Going through the entries below, count each line that holds "format" and give only the total.

SUPPLIED MATERIAL:
*** Block opens ***

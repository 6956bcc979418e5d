//! Legacy Harvest API v1 (`https://{account}.harvestapp.com`, HTTP Basic auth).

pub mod account;
pub mod billing;
pub mod client;
pub mod clients;
pub mod people;
pub mod projects;
pub mod timesheets;

pub use billing::*;
pub use client::LegacyClient;
pub use clients::*;
pub use people::*;
pub use projects::*;
pub use timesheets::*;
//! Harvest API v2 (`https://api.harvestapp.com/v2`).

pub mod assignments;
pub mod client;
pub mod clients;
pub mod company;
pub mod contacts;
pub mod expenses;
pub mod invoices;
pub mod projects;
pub mod roles;
pub mod tasks;
pub mod time_entries;
pub mod users;

pub use assignments::*;
pub use client::HarvestClient;
pub use clients::*;
pub use contacts::*;
pub use expenses::*;
pub use invoices::*;
pub use projects::*;
pub use roles::*;
pub use tasks::*;
pub use time_entries::*;
pub use users::*;
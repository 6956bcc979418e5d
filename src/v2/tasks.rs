use chrono::{DateTime, Utc};
use serde::Serialize;
use serde_json::Value;

use crate::error::Result;
use crate::params::ListOptions;
use crate::v2::HarvestClient;

#[derive(Debug, Clone, Default, Serialize)]
pub struct TaskFilter {
    pub is_active: Option<bool>,
    pub updated_since: Option<DateTime<Utc>>,
    #[serde(flatten)]
    pub paging: ListOptions,
}

#[derive(Debug, Clone, Default, Serialize)]
pub struct TaskParams {
    pub name: Option<String>,
    pub billable_by_default: Option<bool>,
    pub default_hourly_rate: Option<f64>,
    /// Added to new projects automatically.
    pub is_default: Option<bool>,
    pub is_active: Option<bool>,
}

impl HarvestClient {
    pub async fn list_tasks(&self, filter: &TaskFilter) -> Result<Value> {
        self.fetch_with("/tasks", filter).await
    }

    pub async fn all_tasks(&self, filter: &TaskFilter) -> Result<Vec<Value>> {
        self.fetch_all_pages("/tasks", "tasks", filter).await
    }

    pub async fn get_task(&self, task_id: u64) -> Result<Value> {
        self.fetch(&format!("/tasks/{}", task_id)).await
    }

    pub async fn create_task(&self, params: &TaskParams) -> Result<Value> {
        self.create("/tasks", params, &["name"]).await
    }

    pub async fn update_task(&self, task_id: u64, params: &TaskParams) -> Result<Value> {
        self.update(&format!("/tasks/{}", task_id), params).await
    }

    pub async fn delete_task(&self, task_id: u64) -> Result<Value> {
        self.remove(&format!("/tasks/{}", task_id)).await
    }
}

*** Block closes ***

REPLY: 3